Heavy rains and flash floods in Sudan have destroyed 1,160 houses and damaged another 1,320 homes, the UN Office for the Coordination of Humanitarian Affairs (OCHA) reported in a bulletin last week. Around 15,000 people have been affected.
The floods occurred in Singa, the capital of Sennar State. In response, Civil Defense and Sudanese Red Crescent Society (SRCS) have unblocked drainage networks, relocated affected people and distributed sandbags to protect from flooding.
Humanitarian Aid Commission (HAC) in Sennar reported that 3,000 mats, 10,000 mosquito nets, 5,000 pieces of plastic sheeting, 3,000 tents, 10,000 blankets, 3,000 kitchen sets, food, sanitary items and medicine were urgently needed to respond to the needs of the affected people. SRCS estimates that about 14,900 people (2,500 families) have been affected so far.

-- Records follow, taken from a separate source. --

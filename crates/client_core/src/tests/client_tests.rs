use super::*;
use std::{net::SocketAddr, sync::Arc, time::Duration};

use axum::{
    extract::{
        ws::{Message as AxumMessage, WebSocket},
        State, WebSocketUpgrade,
    },
    http::StatusCode,
    response::IntoResponse,
    routing::{get, post},
    Form, Json, Router,
};
use shared::error::ErrorCode;
use tokio::{
    net::TcpListener,
    sync::{mpsc, Mutex},
    time::timeout,
};

const STATE_FRAME: &str = r##"{"type":"frame","b":77,"on":false,"colors":["#FF0000","#00FF00"]}"##;

#[derive(Clone)]
struct MockState {
    forms: Arc<Mutex<Vec<(String, String)>>>,
    commands: mpsc::UnboundedSender<String>,
}

async fn record_power(
    State(state): State<MockState>,
    Form(fields): Form<Vec<(String, String)>>,
) -> impl IntoResponse {
    record(state, fields, "on", "missing on=0/1").await
}

async fn record_brightness(
    State(state): State<MockState>,
    Form(fields): Form<Vec<(String, String)>>,
) -> impl IntoResponse {
    record(state, fields, "b", "missing b=0..255").await
}

async fn record(
    state: MockState,
    fields: Vec<(String, String)>,
    key: &str,
    missing: &str,
) -> Result<&'static str, (StatusCode, Json<ApiError>)> {
    if !fields.iter().any(|(name, _)| name == key) {
        return Err((
            StatusCode::BAD_REQUEST,
            Json(ApiError::new(ErrorCode::Validation, missing)),
        ));
    }
    state.forms.lock().await.extend(fields);
    Ok("ok")
}

async fn ws_handler(ws: WebSocketUpgrade, State(state): State<MockState>) -> impl IntoResponse {
    ws.on_upgrade(move |socket| mock_socket(state, socket))
}

async fn mock_socket(state: MockState, mut socket: WebSocket) {
    for text in [STATE_FRAME, r#"{"type":"noise"}"#, r#"{"type":"frame","colors":[]}"#] {
        if socket.send(AxumMessage::Text(text.into())).await.is_err() {
            return;
        }
    }
    while let Some(Ok(message)) = socket.recv().await {
        if let AxumMessage::Text(text) = message {
            let _ = state.commands.send(text);
            let _ = socket.send(AxumMessage::Close(None)).await;
            return;
        }
    }
}

async fn spawn_mock_controller() -> (
    SocketAddr,
    Arc<Mutex<Vec<(String, String)>>>,
    mpsc::UnboundedReceiver<String>,
) {
    let (commands, received) = mpsc::unbounded_channel();
    let forms = Arc::new(Mutex::new(Vec::new()));
    let state = MockState {
        forms: Arc::clone(&forms),
        commands,
    };
    let app = Router::new()
        .route("/api/state", get(|| async { STATE_FRAME }))
        .route("/api/power", post(record_power))
        .route("/api/brightness", post(record_brightness))
        .route("/ws", get(ws_handler))
        .with_state(state);
    let listener = TcpListener::bind("127.0.0.1:0").await.expect("bind");
    let addr = listener.local_addr().expect("addr");
    tokio::spawn(async move {
        let _ = axum::serve(listener, app).await;
    });
    (addr, forms, received)
}

#[test]
fn rejects_non_http_urls() {
    assert!(LedClient::new("ftp://tree.local").is_err());
    assert!(LedClient::new("not a url").is_err());
}

#[test]
fn ws_url_follows_http_scheme() {
    let plain = LedClient::new("http://tree.local:8080").expect("client");
    assert_eq!(plain.ws_url().expect("url").as_str(), "ws://tree.local:8080/ws");

    let secure = LedClient::new("https://tree.local/panel/").expect("client");
    assert_eq!(secure.ws_url().expect("url").as_str(), "wss://tree.local/ws");
}

#[test]
fn parse_frame_rejects_other_payloads() {
    let frame = parse_frame(STATE_FRAME).expect("frame");
    assert_eq!(frame.colors, vec!["#FF0000", "#00FF00"]);
    assert!(parse_frame(r#"{"type":"set","on":true}"#).is_err());
}

#[tokio::test]
async fn fetches_state_and_posts_status_forms() {
    let (addr, forms, _commands) = spawn_mock_controller().await;
    let client = LedClient::new(&format!("http://{addr}")).expect("client");

    let frame = client.fetch_state().await.expect("state");
    assert_eq!(frame.b, Some(77));
    assert_eq!(frame.on, Some(false));

    client.set_power(true).await.expect("power");
    client.set_brightness(230).await.expect("brightness");
    client.set_power(false).await.expect("power off");

    let forms = forms.lock().await.clone();
    assert_eq!(
        forms,
        vec![
            ("on".to_string(), "1".to_string()),
            ("b".to_string(), "230".to_string()),
            ("on".to_string(), "0".to_string()),
        ]
    );
}

#[tokio::test]
async fn rejected_request_surfaces_server_message() {
    let (addr, _forms, _commands) = spawn_mock_controller().await;
    let client = LedClient::new(&format!("http://{addr}")).expect("client");

    let response = client
        .http
        .post(client.endpoint("/api/power").expect("url"))
        .form(&[("b", "1")])
        .send()
        .await
        .expect("send");
    let err = expect_ok(response).await.expect_err("rejected");
    match err.downcast_ref::<ClientError>() {
        Some(ClientError::Rejected { status, message }) => {
            assert_eq!(*status, 400);
            assert_eq!(message, "missing on=0/1");
        }
        other => panic!("unexpected error: {other:?}"),
    }
}

#[tokio::test]
async fn frame_stream_skips_noise_and_sends_set() {
    let (addr, _forms, mut commands) = spawn_mock_controller().await;
    let client = LedClient::new(&format!("http://{addr}")).expect("client");
    let mut stream = client.connect().await.expect("connect");

    let first = stream.next_frame().await.expect("read").expect("frame");
    assert_eq!(first.colors.len(), 2);
    let second = stream.next_frame().await.expect("read").expect("frame");
    assert!(second.colors.is_empty());
    assert!(second.meta.is_none());

    stream
        .send_set(SetRequest {
            on: Some(true),
            b: None,
        })
        .await
        .expect("send");
    let command = timeout(Duration::from_secs(2), commands.recv())
        .await
        .expect("command in time")
        .expect("command");
    assert_eq!(command, r#"{"type":"set","on":true}"#);

    let end = timeout(Duration::from_secs(2), stream.next_frame())
        .await
        .expect("close in time")
        .expect("clean close");
    assert!(end.is_none());
}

The UN report, quoting local media, also says that heavy rains and strong winds have destroyed several buildings in Madani, in El Gezira State. There have also been reports of rains and flash flooding in parts of Blue Nile, White Nile and Gedaref states, and the Kordofan and Darfur regions. Over the past few years, heavy rain and floods have destroyed or damaged private houses and public buildings such as schools and hospitals, affecting thousands of people. During the rainy season, there is an increase in water borne diseases, especially diarrhoea.
Increased Rainfall Expected
The rainy season usually starts in Sudan in June and ends in September-October. According to the Intergovernmental Authority on Development (IGAD) update issued on 31 May, the regional consensus climate outlook for the June to September 2016 rainfall season indicates an increased likelihood of above normal rainfall over most of the northern parts of the Greater Horn of Africa (including Sudan).
The IGAD report said there is an increased likelihood of flood risk during the rainfall peak months of August and September across Ethiopia, South Sudan and Sudan.